Facebook Movies streams films directly with Facebook Credits

Warner Brothers

Warner Brothers is the first major studio to sign onto Facebook Movies. Image: Flickr / joevare / CC-BY-ND

Warner Bros. announced this morning that it would stream movies through Facebook. The Facebook Movies system currently offers just a few films, but the company has plans for expansion. After this news, Netflix stock fell, and buzz about Facebook Credits increased.

Facebook movies digital rentals

On the Warner Bros. Facebook page, there is a new feature. Users can now digitally rent movies and stream them directly in Facebook. This option is currently available for just a few movies, including “The Dark Knight.” Renting the movie for 48 hours costs 30 Facebook Credits, or the equivalent of about $3. This option is only available on a test basis to about 30 percent of United States Facebook users.

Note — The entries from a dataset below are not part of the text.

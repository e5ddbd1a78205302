//! # Observability
//!
//! 可观测性模块：Tracing + Prometheus 指标。
//!
//! ## 功能
//!
//! - 由命令行开关推导日志级别与格式
//! - 日志过滤：工作区各 crate 使用所选级别，依赖库只输出 warn 及以上
//! - Prometheus 指标导出（可选）
//! - SyncResult 指标收集与运行统计
//!
//! ## 使用示例
//!
//! ```ignore
//! use observability::{LogFormat, ObservabilityConfig};
//!
//! // -v，JSON 日志，不导出指标
//! observability::init_with_config(ObservabilityConfig::from_flags(1, false, LogFormat::Json, None))?;
//!
//! let result = estimator.estimate(&reference, &shifted, speed)?;
//! observability::record_sync_result(&run.run_id, &result);
//! ```

pub mod metrics;

use anyhow::{Context, Result};
use metrics_exporter_prometheus::PrometheusBuilder;
use tracing::Level;
use tracing_subscriber::{fmt, layer::SubscriberExt, util::SubscriberInitExt, EnvFilter, Layer};

// Re-exports
pub use crate::metrics::{
    describe_metrics, record_sync_failure, record_sync_result, RunSummary, RunningStats,
    StatsSummary, SyncRunAggregator,
};

/// 工作区内 crate 的日志 target
const WORKSPACE_TARGETS: [&str; 7] = [
    "bike_sync",
    "config_loader",
    "contracts",
    "ingestion",
    "numerics",
    "observability",
    "sync_engine",
];

/// 可观测性配置
#[derive(Debug, Clone, PartialEq, Eq)]
pub struct ObservabilityConfig {
    /// 日志格式
    pub log_format: LogFormat,
    /// Prometheus 端口 (None = 禁用)
    pub metrics_port: Option<u16>,
    /// 工作区 crate 的日志级别
    pub level: Level,
}

impl Default for ObservabilityConfig {
    fn default() -> Self {
        Self {
            log_format: LogFormat::Json,
            metrics_port: None,
            level: Level::INFO,
        }
    }
}

impl ObservabilityConfig {
    /// 由 `-v` 次数与 `-q` 推导级别：quiet 为 warn，0/1/2+ 次 -v 为 info/debug/trace
    pub fn from_flags(
        verbose: u8,
        quiet: bool,
        log_format: LogFormat,
        metrics_port: Option<u16>,
    ) -> Self {
        let level = match (quiet, verbose) {
            (true, _) => Level::WARN,
            (false, 0) => Level::INFO,
            (false, 1) => Level::DEBUG,
            (false, _) => Level::TRACE,
        };
        Self {
            log_format,
            metrics_port: metrics_port.filter(|port| *port != 0),
            level,
        }
    }

    /// 默认过滤指令，例如 `warn,sync_engine=debug,...`
    pub fn filter_directives(&self) -> String {
        let level = self.level.to_string().to_ascii_lowercase();
        let mut directives = vec!["warn".to_string()];
        directives.extend(WORKSPACE_TARGETS.iter().map(|target| format!("{target}={level}")));
        directives.join(",")
    }

    /// `RUST_LOG` 优先，否则使用 [`Self::filter_directives`]
    fn env_filter(&self) -> EnvFilter {
        EnvFilter::try_from_default_env().unwrap_or_else(|_| EnvFilter::new(self.filter_directives()))
    }
}

/// 日志格式
#[derive(Debug, Clone, Copy, Default, PartialEq, Eq)]
pub enum LogFormat {
    /// JSON 结构化日志
    #[default]
    Json,
    /// 人类可读格式
    Pretty,
    /// 紧凑单行格式
    Compact,
}

impl std::str::FromStr for LogFormat {
    type Err = String;

    fn from_str(s: &str) -> std::result::Result<Self, Self::Err> {
        match s.to_ascii_lowercase().as_str() {
            "json" => Ok(Self::Json),
            "pretty" => Ok(Self::Pretty),
            "compact" => Ok(Self::Compact),
            other => Err(format!("unknown log format '{other}'")),
        }
    }
}

/// 使用自定义配置初始化
pub fn init_with_config(config: ObservabilityConfig) -> Result<()> {
    // 1. Initialize Tracing
    let fmt_layer = match config.log_format {
        LogFormat::Json => fmt::layer()
            .json()
            .with_target(true)
            .with_thread_names(true)
            .with_file(true)
            .with_line_number(true)
            .boxed(),
        LogFormat::Pretty => fmt::layer().pretty().boxed(),
        LogFormat::Compact => fmt::layer().compact().boxed(),
    };

    tracing_subscriber::registry()
        .with(fmt_layer)
        .with(config.env_filter())
        .try_init()
        .context("Failed to initialize tracing subscriber")?;

    // 2. Initialize Prometheus Exporter (if enabled)
    if let Some(port) = config.metrics_port {
        PrometheusBuilder::new()
            .with_http_listener(([0, 0, 0, 0], port))
            .install()
            .context("Failed to install Prometheus recorder")?;
        describe_metrics();

        tracing::info!(port, "Prometheus metrics endpoint initialized");
    }

    tracing::info!(
        log_format = ?config.log_format,
        level = %config.level,
        metrics_port = ?config.metrics_port,
        "Observability initialized"
    );

    Ok(())
}

#[cfg(test)]
mod tests {
    use super::*;

    #[test]
    fn test_default_config() {
        let config = ObservabilityConfig::default();
        assert_eq!(config.metrics_port, None);
        assert_eq!(config.log_format, LogFormat::Json);
        assert_eq!(config.level, Level::INFO);
    }

    #[test]
    fn test_levels_from_flags() {
        let level = |verbose, quiet| {
            ObservabilityConfig::from_flags(verbose, quiet, LogFormat::Compact, None).level
        };
        assert_eq!(level(0, false), Level::INFO);
        assert_eq!(level(1, false), Level::DEBUG);
        assert_eq!(level(2, false), Level::TRACE);
        assert_eq!(level(5, false), Level::TRACE);
        assert_eq!(level(0, true), Level::WARN);
    }

    #[test]
    fn test_zero_port_disables_exporter() {
        let config = ObservabilityConfig::from_flags(0, false, LogFormat::Json, Some(0));
        assert_eq!(config.metrics_port, None);
        let config = ObservabilityConfig::from_flags(0, false, LogFormat::Json, Some(9100));
        assert_eq!(config.metrics_port, Some(9100));
    }

    #[test]
    fn test_filter_directives() {
        let config = ObservabilityConfig::from_flags(1, false, LogFormat::Json, None);
        let directives = config.filter_directives();
        assert!(directives.starts_with("warn,"), "{directives}");
        assert!(directives.contains("sync_engine=debug"), "{directives}");
        assert!(directives.contains("bike_sync=debug"), "{directives}");
        assert!(directives.parse::<EnvFilter>().is_ok());
    }

    #[test]
    fn test_log_format_from_str() {
        assert_eq!("pretty".parse::<LogFormat>().unwrap(), LogFormat::Pretty);
        assert_eq!("JSON".parse::<LogFormat>().unwrap(), LogFormat::Json);
        assert!("xml".parse::<LogFormat>().is_err());
    }
}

Netflix stock drops on Facebook Movies news

The news of Facebook Movies has already had an effect on the online rental business. Netflix shares dropped more than 3 percent in the first hour of trading after the announcement. Netflix currently accounts for about 20 percent of all online traffic. In December of 2010, a report found that Facebook accounted for almost 10 percent of online traffic to video-sharing sites. Combining the traffic of Facebook with in-line video sharing means that Netflix could be facing its first real competition — depending on the content that is eventually made available.

The question of Facebook Credits

Facebook movies is the first major non-game application to make use of Facebook’s soon-to-be-required payment system. Facebook Credits currently cost $1 for 10 Facebook Credits. There is no assurance, however, that Facebook Credits will remain a monetary system tied exclusively to the value of the dollar. By creating its own monetary system, Facebook is creating the flexibility to increase income simply by adjusting its own conversion rate. If Facebook were to change the rate, for example, to nine Facebook credits per dollar, the company would increase its revenue by 1.1 cents per credit purchased. It may seem small, but multiplied by billions of credits purchased, it adds up to a significant payday for the company.